A lot of men find illness and death even harder to cope with than we women do. Society still doesn't really accept that a man breaks down and cries, does it? So it is probably harder for men to cope with the really sad things than women.

Most of us have really no idea what to say to someone who is dying. Staying away might seem the easiest option.

How is he taking it now? Was it a shock?

I think you have to accept that you are with a man who cannot or will not talk about illness, pain, death and reacts by saying you and others are being over dramatic when you try to tell him of serious illness or the impending death of a friend.

Nicea Tue 08-Oct-19 16:46:11

It sounds to me, as others have said here, that his friend’s illness reminds him of his own mortality. He can help in practical ways ‘doing’ but when it’s about just ‘being’ at someone’s bedside and empathising that’s very difficult for him. Also, it’s a very personal thing but I can cope with some people’s illnesses better than others. With one friend I didn’t want to visit her in her final days because I wanted to remember her as I’d last seen her, still very much herself and full of life. And then there are some people who think if they brush something off, it’ll go away. Avoidance or a kind of optimism even when faced with grim facts?

EthelJ Tue 08-Oct-19 14:49:43

Was he in denial? Trying to pretend it wasn't happening or wasn't as serious as everyone was saying. What does he say now. Is he sorry he didn't see him? It does seem a little as though he has difficulty showing empathy.

Esmerelda Tue 08-Oct-19 13:44:19

As others have said, he obviously lacks empathy. Take the practical caring help he can give but don't expect any emotional support. He may be feeling a bit guilty about his friend (and your toe) but don't hold your breath for him to say so, or express any regret/offer an apology.

MissAdventure Tue 08-Oct-19 13:02:58

That really riles me too.

sodapop Tue 08-Oct-19 12:58:44

I understand that some people find it difficult to cope with illness and death. There comes a time though when unless you have a genuine phobia then your feelings should be put aside.
I do get annoyed when people say 'I can't go and visit X in hospital it would upset me too much' It's not about you, the sick person is the one who matters.

Alexa Tue 08-Oct-19 12:56:03

Maybe if he saw a way to help his old friend he would have done so. As someones else said, maybe he could think of nothing to talk about. Dear old friends do get out of touch with each others' lives and interests.
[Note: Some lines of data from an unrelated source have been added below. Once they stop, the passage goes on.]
//! `bench_local.rs`: quick local timing runner (no Criterion)
//!
//! PURPOSE
//! -------
//! - Ad-hoc timing of the resolver on seeded synthetic puzzles of growing size.
//! - Each case is generated once, then solved several times; the median is reported.
//! - Every run is checked against the puzzle's known answer.
//!
//! HOW TO RUN
//! ----------
//! - Optimized build:       `cargo run --bin bench_local --release`
//! - Multiple repeats:      `cargo run --bin bench_local --release -- -r 5`
//! - Different puzzles:     `cargo run --bin bench_local --release -- -s 42`
//! - See all flags:         `cargo run --bin bench_local -- --help`
//!
//! NOTES
//! -----
//! - Not statistically rigorous; use the same machine and `--release` when comparing.
//! - Generation and printing happen outside the timed section.

use allergen_resolver::resolver;
use allergen_resolver::synthetic::{PuzzleParams, SyntheticPuzzle};
use clap::Parser;
use std::hint::black_box;
use std::time::Instant;

/// Local benchmark runner over synthetic allergen puzzles.
#[derive(Parser, Debug)]
#[command(author, version, about, long_about = None)]
struct Cli {
    /// Number of repeats per case (median is reported)
    #[arg(short = 'r', long = "repeats", default_value_t = 3)]
    num_repeats: usize,

    /// Seed for puzzle generation
    #[arg(short = 's', long, default_value_t = 2020)]
    seed: u64,
}

/// Case name plus the shape of the generated puzzle.
struct Case {
    name: &'static str,
    params: PuzzleParams,
}

/// Edit/add cases here.
fn get_cases() -> Vec<Case> {
    vec![
        // roughly the size of a real puzzle input
        Case { name: "puzzle-sized", params: PuzzleParams { allergens: 8, inert_foods: 200, filler_records: 30 } },
        Case { name: "many-allergens", params: PuzzleParams { allergens: 60, inert_foods: 200, filler_records: 30 } },
        Case { name: "many-foods", params: PuzzleParams { allergens: 8, inert_foods: 5_000, filler_records: 30 } },
        Case { name: "many-records", params: PuzzleParams { allergens: 8, inert_foods: 200, filler_records: 2_000 } },
        Case { name: "large", params: PuzzleParams { allergens: 100, inert_foods: 2_000, filler_records: 500 } },
    ]
}

/// Small helper: robust central tendency for small samples.
fn median(mut xs: Vec<f64>) -> f64 {
    if xs.is_empty() {
        return 0.0;
    }
    xs.sort_by(f64::total_cmp);
    let n = xs.len();
    if n % 2 == 1 {
        xs[n / 2]
    } else {
        0.5 * (xs[n / 2 - 1] + xs[n / 2])
    }
}

fn main() {
    let cli = Cli::parse();
    let mut summary: Vec<(&'static str, usize, f64)> = Vec::new();

    for (idx, case) in get_cases().iter().enumerate() {
        let puzzle = SyntheticPuzzle::generate(&case.params, cli.seed);
        let input = puzzle.input();
        eprintln!("\n[{:02}] {} ({} records, {} bytes)", idx + 1, case.name, puzzle.lines.len(), input.len());

        let mut times = Vec::with_capacity(cli.num_repeats);
        for rep in 0..cli.num_repeats {
            let t_solve = Instant::now();
            let result = resolver::solve(black_box(&input));
            let secs = t_solve.elapsed().as_secs_f64();

            match result {
                Ok(solution) => {
                    let ok = solution.safe_food_count == puzzle.expected_safe_count
                        && solution.canonical_list == puzzle.expected_canonical_list();
                    if !ok {
                        eprintln!("  ✗ run {}/{}: wrong answer", rep + 1, cli.num_repeats);
                        continue;
                    }
                    times.push(secs);
                    eprintln!("  run {:>2}/{:>2}: {:.4}s", rep + 1, cli.num_repeats, secs);
                }
                Err(e) => {
                    eprintln!("  ✗ run {}/{} failed: {}", rep + 1, cli.num_repeats, e.display_detailed());
                }
            }
        }

        let med = median(times);
        eprintln!("  → median {med:.4}s over {} run(s)", cli.num_repeats);
        summary.push((case.name, puzzle.lines.len(), med));
    }

    eprintln!("\n==== Summary ====");
    eprintln!("{:<16} | {:>9} | {:>10}", "case", "# records", "median (s)");
    eprintln!("{:-<16}-+-{:-<9}-+-{:-<10}", "", "", "");
    for (name, records, med) in &summary {
        eprintln!("{name:<16} | {records:>9} | {med:>10.4}");
    }
}
//! Seeded generator for puzzle inputs with a known answer.
//!
//! Allergen `i` (in construction order) is carried by dangerous food `d_i`.
//! Two records per allergen list `d_i..d_{n-1}` plus two disjoint random
//! subsets of the inert foods, so that allergen's candidates narrow to exactly
//! `{d_i..d_{n-1}}` and resolution peels the allergens off from the last one.
//! Filler records list every dangerous food, some inert foods and a random
//! subset of allergens; they never narrow anything.
//!
//! Names are shuffled so alphabetical order differs from construction order,
//! and the lines are shuffled too.

use rand::rngs::StdRng;
use rand::seq::SliceRandom;
use rand::{Rng, SeedableRng};
use std::collections::{BTreeMap, BTreeSet};

/// Shape of a generated puzzle.
#[derive(Debug, Clone, Copy)]
pub struct PuzzleParams {
    pub allergens: usize,
    pub inert_foods: usize,
    pub filler_records: usize,
}

impl Default for PuzzleParams {
    fn default() -> Self {
        PuzzleParams { allergens: 8, inert_foods: 200, filler_records: 30 }
    }
}

/// A generated input together with the answers it must produce.
#[derive(Debug, Clone)]
pub struct SyntheticPuzzle {
    /// Input lines, already shuffled.
    pub lines: Vec<String>,
    /// allergen -> the food that carries it
    pub expected_map: BTreeMap<String, String>,
    pub expected_safe_count: usize,
}

impl SyntheticPuzzle {
    /// Generate a uniquely solvable puzzle; the same seed gives the same puzzle.
    #[must_use]
    pub fn generate(params: &PuzzleParams, seed: u64) -> Self {
        let mut rng = StdRng::seed_from_u64(seed);

        let allergens = shuffled_names(&mut rng, params.allergens, 4);
        let mut foods = shuffled_names(&mut rng, params.allergens + params.inert_foods, 6);
        let inert = foods.split_off(params.allergens);
        let dangerous = foods;

        let mut records: Vec<(Vec<String>, Vec<String>)> = Vec::new();

        for (i, allergen) in allergens.iter().enumerate() {
            // each inert food goes to at most one of the pair
            let mut first = dangerous[i..].to_vec();
            let mut second = dangerous[i..].to_vec();
            for food in &inert {
                match rng.gen_range(0..3) {
                    0 => first.push(food.clone()),
                    1 => second.push(food.clone()),
                    _ => {}
                }
            }
            records.push((first, vec![allergen.clone()]));
            records.push((second, vec![allergen.clone()]));
        }

        if !allergens.is_empty() {
            for _ in 0..params.filler_records {
                let mut dish = dangerous.clone();
                dish.extend(inert.iter().filter(|_| rng.gen_bool(0.5)).cloned());

                let anchor = rng.gen_range(0..allergens.len());
                let listed: Vec<String> = allergens
                    .iter()
                    .enumerate()
                    .filter(|(idx, _)| *idx == anchor || rng.gen_bool(0.3))
                    .map(|(_, allergen)| allergen.clone())
                    .collect();
                records.push((dish, listed));
            }
        }

        let dangerous_set: BTreeSet<&String> = dangerous.iter().collect();
        let expected_safe_count = records
            .iter()
            .map(|(dish, _)| dish.iter().filter(|food| !dangerous_set.contains(food)).count())
            .sum();

        let mut lines: Vec<String> = records
            .into_iter()
            .map(|(mut dish, listed)| {
                dish.shuffle(&mut rng);
                format!("{} (contains {})", dish.join(" "), listed.join(", "))
            })
            .collect();
        lines.shuffle(&mut rng);

        let expected_map = allergens.into_iter().zip(dangerous).collect();

        SyntheticPuzzle { lines, expected_map, expected_safe_count }
    }

    /// The puzzle input, one record per line.
    #[must_use]
    pub fn input(&self) -> String {
        self.lines.join("\n")
    }

    /// The same records with their lines in a different order.
    #[must_use]
    pub fn reordered_input(&self, seed: u64) -> String {
        let mut lines = self.lines.clone();
        lines.shuffle(&mut StdRng::seed_from_u64(seed));
        lines.join("\n")
    }

    /// The expected answer to part two.
    #[must_use]
    pub fn expected_canonical_list(&self) -> String {
        self.expected_map.values().cloned().collect::<Vec<_>>().join(",")
    }
}

// `count` distinct lowercase names of `width` letters, in random order
fn shuffled_names(rng: &mut StdRng, count: usize, width: u32) -> Vec<String> {
    let mut indices: Vec<usize> = (0..count).collect();
    indices.shuffle(rng);
    indices.into_iter().map(|idx| letters(idx, width)).collect()
}

// fixed-width base-26 spelling of `idx`
fn letters(mut idx: usize, width: u32) -> String {
    let mut out = vec![b'a'; width as usize];
    for slot in out.iter_mut().rev() {
        *slot = b'a' + (idx % 26) as u8;
        idx /= 26;
    }
    String::from_utf8_lossy(&out).into_owned()
}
I bet your bloke has character flaws like everybody else!

Mcrc Tue 08-Oct-19 12:49:11

I think maybe you are being too hard on him. It was his friend and you are deciding what he should have done. Everyone is different and not just men have trouble with emotions. Sounds like there is more bothering you than just this.

Daisymae Tue 08-Oct-19 12:30:19

It's possible that he just doesn't emotionally connect. Some people don't have emotion in their make up. I think that these people tend to be self centered and put their own needs first. I am not sure that there's any point in being cross with him, he either cares or doesn't. His actions would imply the latter.

HettyMaud Tue 08-Oct-19 11:56:42

My mother turns her back when people are ill or dying. She can’t cope with it. I’ve no idea why. She’s not trying to be cruel but it’s how she is.